Olympic and World 100-metre silver-medal winner Kerron Stewart, says she might go down in history as the sprinter who ran 10.75 seconds without winning a gold medal. Stewart, who retired at the end of the 2018 athletics season, made this insight during a December 11 interview with British track and field journal Athletics Weekly.
"In 2008-09, I believed that I was the fastest woman alive, but there were times when other competitors proved me wrong," she told writer Stewart Weir. "But I never doubted in my heart that I was the best, and that is what I will always hold on to."
A star at John Mills All-Age School and St Jago High, Stewart zoomed forward at Auburn University and in 2007 made the 100-metre final at the World Championships.
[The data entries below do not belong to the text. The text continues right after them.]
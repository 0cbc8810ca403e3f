//! Line commands read from stdin.
//!
//! Each line is one command. Coordinates are viewport pixels; the host
//! reports events with the target at the origin.

use tribute_types::{InteractionEvent, Point};

/// Errors produced while parsing a command line.
#[derive(Debug, Clone, PartialEq, Eq, thiserror::Error)]
pub enum InputError {
    /// The first word is not a known command.
    #[error("unknown command `{word}` (try tap, touch, music, status, json, quit)")]
    Unknown {
        /// The unrecognized word.
        word: String,
    },

    /// A command that needs coordinates got none, or an odd count.
    #[error("`{command}` needs x y coordinate pairs")]
    Coordinates {
        /// The command that was given.
        command: String,
    },

    /// A coordinate is not a finite number.
    #[error("`{value}` is not a finite number")]
    Number {
        /// The offending token.
        value: String,
    },

    /// Extra words after a command that takes none.
    #[error("`{command}` takes no arguments")]
    Arguments {
        /// The command that was given.
        command: String,
    },
}

/// One parsed stdin command.
#[derive(Debug, Clone, PartialEq)]
pub enum Command {
    /// A pointer press at a position.
    Tap(Point),
    /// A touch with one or more contact points.
    Touch(Vec<Point>),
    /// Toggle the background music.
    Music,
    /// Print the rendered page.
    Status,
    /// Print the current snapshot as JSON.
    Json,
    /// Tear the view down and exit.
    Quit,
}

impl Command {
    /// The interaction event this command feeds to the view, if any.
    pub fn interaction(&self) -> Option<InteractionEvent> {
        match self {
            Self::Tap(point) => Some(InteractionEvent::Pointer {
                client: *point,
                target_origin: Point::ORIGIN,
            }),
            Self::Touch(points) => Some(InteractionEvent::Touch {
                touches: points.clone(),
                target_origin: Point::ORIGIN,
            }),
            Self::Music | Self::Status | Self::Json | Self::Quit => None,
        }
    }
}

/// Parse one non-empty, trimmed command line.
pub fn parse_command(line: &str) -> Result<Command, InputError> {
    let mut words = line.split_whitespace();
    let command = words.next().unwrap_or_default().to_ascii_lowercase();
    let args: Vec<&str> = words.collect();

    match command.as_str() {
        "tap" => {
            let points = parse_points(&command, &args)?;
            match points.as_slice() {
                [point] => Ok(Command::Tap(*point)),
                _ => Err(InputError::Coordinates { command }),
            }
        }
        "touch" => parse_points(&command, &args).map(Command::Touch),
        "music" | "status" | "json" | "quit" if !args.is_empty() => {
            Err(InputError::Arguments { command })
        }
        "music" => Ok(Command::Music),
        "status" => Ok(Command::Status),
        "json" => Ok(Command::Json),
        "quit" => Ok(Command::Quit),
        _ => Err(InputError::Unknown { word: command }),
    }
}

fn parse_points(command: &str, args: &[&str]) -> Result<Vec<Point>, InputError> {
    if args.is_empty() || !args.chunks_exact(2).remainder().is_empty() {
        return Err(InputError::Coordinates {
            command: command.to_owned(),
        });
    }
    args.chunks_exact(2)
        .map(|pair| match pair {
            [x, y] => Ok(Point::new(parse_number(x)?, parse_number(y)?)),
            _ => Err(InputError::Coordinates {
                command: command.to_owned(),
            }),
        })
        .collect()
}

fn parse_number(token: &str) -> Result<f64, InputError> {
    token
        .parse::<f64>()
        .ok()
        .filter(|value| value.is_finite())
        .ok_or_else(|| InputError::Number {
            value: token.to_owned(),
        })
}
She won the 100 at the 2008 Jamaica Championships in 10.80 seconds over the surprising Shelly-Ann Fraser, Sherone Simpson and Veronica Campbell.
Reflecting on her personal best time, she said, "I suppose I might go down in the records as the person who ran 10.75 without winning a global gold medal, and that just shows the level of the competition, the level of women, in the sport."
Second to Fraser in the Olympics, she twice clocked 10.75 in 2009, once before the World Championships in Rome and again in the World 100m final, with Fraser ahead by 0.02 seconds.
Stewart was no one-trick pony. She took the bronze in the 200m at the 2008 Olympics and battered the 11-second barrier 26 times.
"What a time to be Jamaican!" said Stewart, who was a fixture on the national team for more than a decade. "It is something I always hold on to and look at with so much pride," she said of the period where Jamaica dominated world sprinting.
"I might never see it again in my lifetime, but if it does, that's okay, because it was part of history, and that can never be taken away and can never be replaced."
Now 34, Stewart, now retired, is looking to get into coaching.
"I want to coach. I want to teach kids that their identity is not just wrapped up in what they can do. You are greater than what you do," said Stewart. "The moment you realise you were created in God's image, there is nothing that you cannot do, there is nothing you cannot conquer.
"I want people to find their purpose and live their purpose."